The Facilitator is only a role that is there for safeguarding the meeting process. This person will have other roles to energize (I hope) and is also allowed during a meeting to react and respond from these roles as well as from the Facilitator role. For more insight see the Constitution article 2.3.1 and 3.3.1
We have the general circle, plus 3 others that really are distinct operational areas of the organization (even though everyone participates in them).
We have pretty good role definitions set up now I think, but one of the problems with a small organization is that if the owner of a role is on vacation, or out sick, or working just part-time, someone else usually has to step in and deal with situations.
Mostly I'm concerned about the Facilitator role. Acting as referee during meetings, he/she has to control the process. I see that as being difficult if that same facilitator is the one owning the tension, or affected by the proposed resolution to someone else's tension. Especially since we haven't officially implemented Holacracy, when we hold our first governance meetings they are going to be very clumsy, with the facilitator constantly blowing the whistle and explaining the rules.
Off course it is hard to be both Facilitator and Circle Member at the same time. This requires learning and time. That is why I recommend to start with an outside Coach or Facilitator that helps you to understand the rules of the game and helps you play the game.
Question? What is the knowledge level of Holacracy in your organization. Has anyone attended the Practioner Training or did you start with DYI based on the book and the references on Holacracy.org.
New to Holacracy. Welcome! You came to the right place to ask questions, so you're off to a great start. : )
Have completed defining roles in our organization (65), inputting all into GlassFrog. That seems like a high number for only 5 people to just be starting. Could be fine. But one thing to watch out for here (and use your own best judgment), is that there is sometimes too much psychological investment in the initial structure, which makes it less likely you'll change it. So, our general recommendation is to craft the initial structure to cover the basics, and then let the governance process start doing its thing (which is filling in any gaps). Again, could be fine in your case.
Having trouble now deciding who to assign to core roles, The good news here is that you only need to assign Lead Links. The other 3 core roles (Secretary, Facilitator, and Rep Link) are all elected. Meaning, just let anyone start as Secretary and Facilitator (usually the person with the most experience), and their first job will be to schedule a governance meeting and hold elections (respectively)!
and thinking that perhaps our organization is too small to run Holacracy? Only 5 employees, I'd say 2 people is the minimum number of people needed, so you have plenty at 5.
...so most everyone is a member in mostevery circle. Yep, that is not a problem. In fact, it's a good indication that the circle/role structure may be particularly helpful for allowing everyone to make fast, authoritative decisions without needing everyone to be involved.
Can the facilitator have other roles (and hence tensions) in a circle he's facilitating? Same with the other core roles. Yes, absolutely! That's kinda the point. What I mean is, the whole point of having roles as a distinct thing from the people, is that each person can (and likely would) have many different roles.

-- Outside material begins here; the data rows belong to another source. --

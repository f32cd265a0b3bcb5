use sea_orm::{DbErr, SqlErr};

use super::Error;

/// Strategy for handling errors in a retry context
pub enum ErrorRetryStrategy {
    /// Retry with exponential backoff (transient failures, lost races)
    Retry,
    /// Failed permanently (bad request)
    Fail,
}

impl Error {
    /// Determine error retry strategy based upon application Error type
    pub fn to_retry_strategy(&self) -> ErrorRetryStrategy {
        match self {
            // Hubtel request errors - provider outages and network issues are
            // transient, rejected requests are not
            Error::HubtelError(crate::hubtel::HubtelError::ReqwestError(reqwest_error)) => {
                if let Some(status) = reqwest_error.status() {
                    match status {
                        // Provider is temporarily unavailable, backoff and retry
                        s if s.is_server_error() => ErrorRetryStrategy::Retry,

                        // We're making invalid requests to the provider, this is
                        // a flaw in the code that needs to be fixed
                        s if s.is_client_error() => ErrorRetryStrategy::Fail,

                        _ => ErrorRetryStrategy::Fail,
                    }
                } else {
                    // Network error or connection issue - should retry
                    ErrorRetryStrategy::Retry
                }
            }

            Self::DbErr(db_err) => {
                // A unique-index collision on save means two requests computed
                // the same application number; regenerating and saving again
                // resolves it, so it is retryable rather than fatal.
                if matches!(db_err.sql_err(), Some(SqlErr::UniqueConstraintViolation(_))) {
                    return ErrorRetryStrategy::Retry;
                }

                match db_err {
                    // Connection acquisition errors - transient, should retry
                    DbErr::ConnectionAcquire(_) => ErrorRetryStrategy::Retry,
                    // Connection errors - transient, should retry
                    DbErr::Conn(_) => ErrorRetryStrategy::Retry,

                    // All other database errors are permanent failures:
                    // query errors, type conversion errors, schema errors,
                    // record not found/inserted/updated. These indicate
                    // programming bugs or data issues that won't resolve
                    // with retry.
                    _ => ErrorRetryStrategy::Fail,
                }
            }

            // Session errors - transient, could be store issues
            Self::SessionError(_) => ErrorRetryStrategy::Retry,

            // Other Hubtel errors - malformed responses, rejected SMS
            Self::HubtelError(_) => ErrorRetryStrategy::Fail,

            // Configuration errors - permanent failures, won't resolve with retry
            Self::ConfigError(_) => ErrorRetryStrategy::Fail,

            // Auth errors - permanent failures (bad requests, missing data)
            Self::AuthError(_) => ErrorRetryStrategy::Fail,

            // Domain errors - permanent failures surfaced to the caller
            Self::AllocationError(_) => ErrorRetryStrategy::Fail,
            Self::CredentialError(_) => ErrorRetryStrategy::Fail,
            Self::PaymentError(_) => ErrorRetryStrategy::Fail,

            // Unknown candidate - permanent failure
            Self::CandidateNotFound(_) => ErrorRetryStrategy::Fail,

            // Parse errors - permanent failures (bad data format)
            Self::ParseError(_) => ErrorRetryStrategy::Fail,

            // InternalError - permanent failures (internal error within matric's code)
            Self::InternalError(_) => ErrorRetryStrategy::Fail,

            // Hashing errors - permanent failures
            Self::BcryptError(_) => ErrorRetryStrategy::Fail,
        }
    }
}
//! House placement.
//!
//! Binds a candidate to a house with spare capacity matching their gender.
//! The seat claim is a single conditional update (`occupancy < capacity` and
//! the increment in one statement), so concurrent callers cannot both take
//! the last seat; when the later candidate link fails the claimed seat is
//! released again.

use sea_orm::DatabaseConnection;

use crate::{
    data::{candidate::CandidateRepository, house::HouseRepository},
    error::{allocation::AllocationError, Error},
};

/// Outcome of a successful placement.
#[derive(Debug, Clone, PartialEq)]
pub struct AllocatedHouse {
    pub house_id: i32,
    pub house_name: String,
}

pub struct AllocationService<'a> {
    db: &'a DatabaseConnection,
}

impl<'a> AllocationService<'a> {
    pub fn new(db: &'a DatabaseConnection) -> Self {
        Self { db }
    }

    /// Places a candidate into the first gender-matching house with a free
    /// seat, in natural query order.
    ///
    /// # Returns
    /// - `Ok(AllocatedHouse)` - Candidate linked and occupancy incremented by one
    /// - `Err(AllocationError::NoHousesFound)` - No house of the gender exists
    /// - `Err(AllocationError::AllHousesFull)` - Every matching house is at capacity
    /// - `Err(AllocationError::CandidateNotFound)` - Index number unknown (seat released)
    pub async fn allocate(
        &self,
        gender: &str,
        index_number: &str,
    ) -> Result<AllocatedHouse, Error> {
        let house_repo = HouseRepository::new(self.db);
        let candidate_repo = CandidateRepository::new(self.db);

        let houses = house_repo.find_by_gender(gender).await?;

        if houses.is_empty() {
            return Err(AllocationError::NoHousesFound(gender.to_string()).into());
        }

        for house in houses {
            if !house_repo.reserve_seat(house.id).await? {
                continue;
            }

            // Seat is held; link the candidate or give the seat back.
            match candidate_repo
                .set_house(index_number, house.id, &house.name, gender)
                .await
            {
                Ok(Some(_)) => {
                    tracing::info!(
                        "Assigned candidate {} to house {}",
                        index_number,
                        house.name
                    );

                    return Ok(AllocatedHouse {
                        house_id: house.id,
                        house_name: house.name,
                    });
                }
                Ok(None) => {
                    house_repo.release_seat(house.id).await?;

                    return Err(
                        AllocationError::CandidateNotFound(index_number.to_string()).into(),
                    );
                }
                Err(e) => {
                    house_repo.release_seat(house.id).await?;

                    return Err(e.into());
                }
            }
        }

        Err(AllocationError::AllHousesFull(gender.to_string()).into())
    }

    /// Moves a candidate to a specific house, used by admin edits.
    ///
    /// The new seat is claimed first and the old one released only after the
    /// candidate record points at the new house, so a failure part-way leaves
    /// no house under-counted.
    pub async fn reassign(
        &self,
        index_number: &str,
        new_house_id: i32,
    ) -> Result<AllocatedHouse, Error> {
        let house_repo = HouseRepository::new(self.db);
        let candidate_repo = CandidateRepository::new(self.db);

        let candidate = candidate_repo
            .find_by_index_number(index_number)
            .await?
            .ok_or_else(|| AllocationError::CandidateNotFound(index_number.to_string()))?;

        let new_house = house_repo
            .get_by_id(new_house_id)
            .await?
            .ok_or(AllocationError::HouseNotFound(new_house_id))?;

        // Already there; nothing to move.
        if candidate.house_id == Some(new_house.id) {
            return Ok(AllocatedHouse {
                house_id: new_house.id,
                house_name: new_house.name,
            });
        }

        if !house_repo.reserve_seat(new_house.id).await? {
            return Err(AllocationError::HouseFull(new_house.name).into());
        }

        let old_house_id = candidate.house_id;

        match candidate_repo
            .set_house(index_number, new_house.id, &new_house.name, &new_house.gender)
            .await
        {
            Ok(Some(_)) => {
                if let Some(old_house_id) = old_house_id {
                    house_repo.release_seat(old_house_id).await?;
                }

                tracing::info!(
                    "Moved candidate {} to house {}",
                    index_number,
                    new_house.name
                );

                Ok(AllocatedHouse {
                    house_id: new_house.id,
                    house_name: new_house.name,
                })
            }
            Ok(None) => {
                house_repo.release_seat(new_house.id).await?;

                Err(AllocationError::CandidateNotFound(index_number.to_string()).into())
            }
            Err(e) => {
                house_repo.release_seat(new_house.id).await?;

                Err(e.into())
            }
        }
    }
}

The big shift here is that you can't make as many assumptions about what someone does, just by knowing who they are. At any point throughout the day, a person will be shifting in and out of energizing different roles, which means you'll use some new language patterns.
For example, in a tactical meeting of the Marketing Circle with these 5 people, you would need to make some new distinctions...and of course these are just made up examples to illustrate the point...
- "Hey Bill, can I engage you in your Copy Editor role?"
- "I'd like to share some information with the group...this is coming from my Webmaster role..."
- "As Marketing Lead Link, can you take a project to find out how much money we have available to us as a circle?"
So, it's an adjustment, but not difficult. This is what it looks like in practice. You have many roles in the organization, people have a constellation of roles themselves, so the use that structure to help focus and route tensions to the appropriate decision makers.
I hope that helps!
> On Oct 23, 2017, at 4:23 AM, HolacracyOne <firstname.lastname@example.org> wrote:
Wow, some solid advice. Okay well it's back to the white board with a big eraser, see if we can't simplify things before we get started. Thanks, All.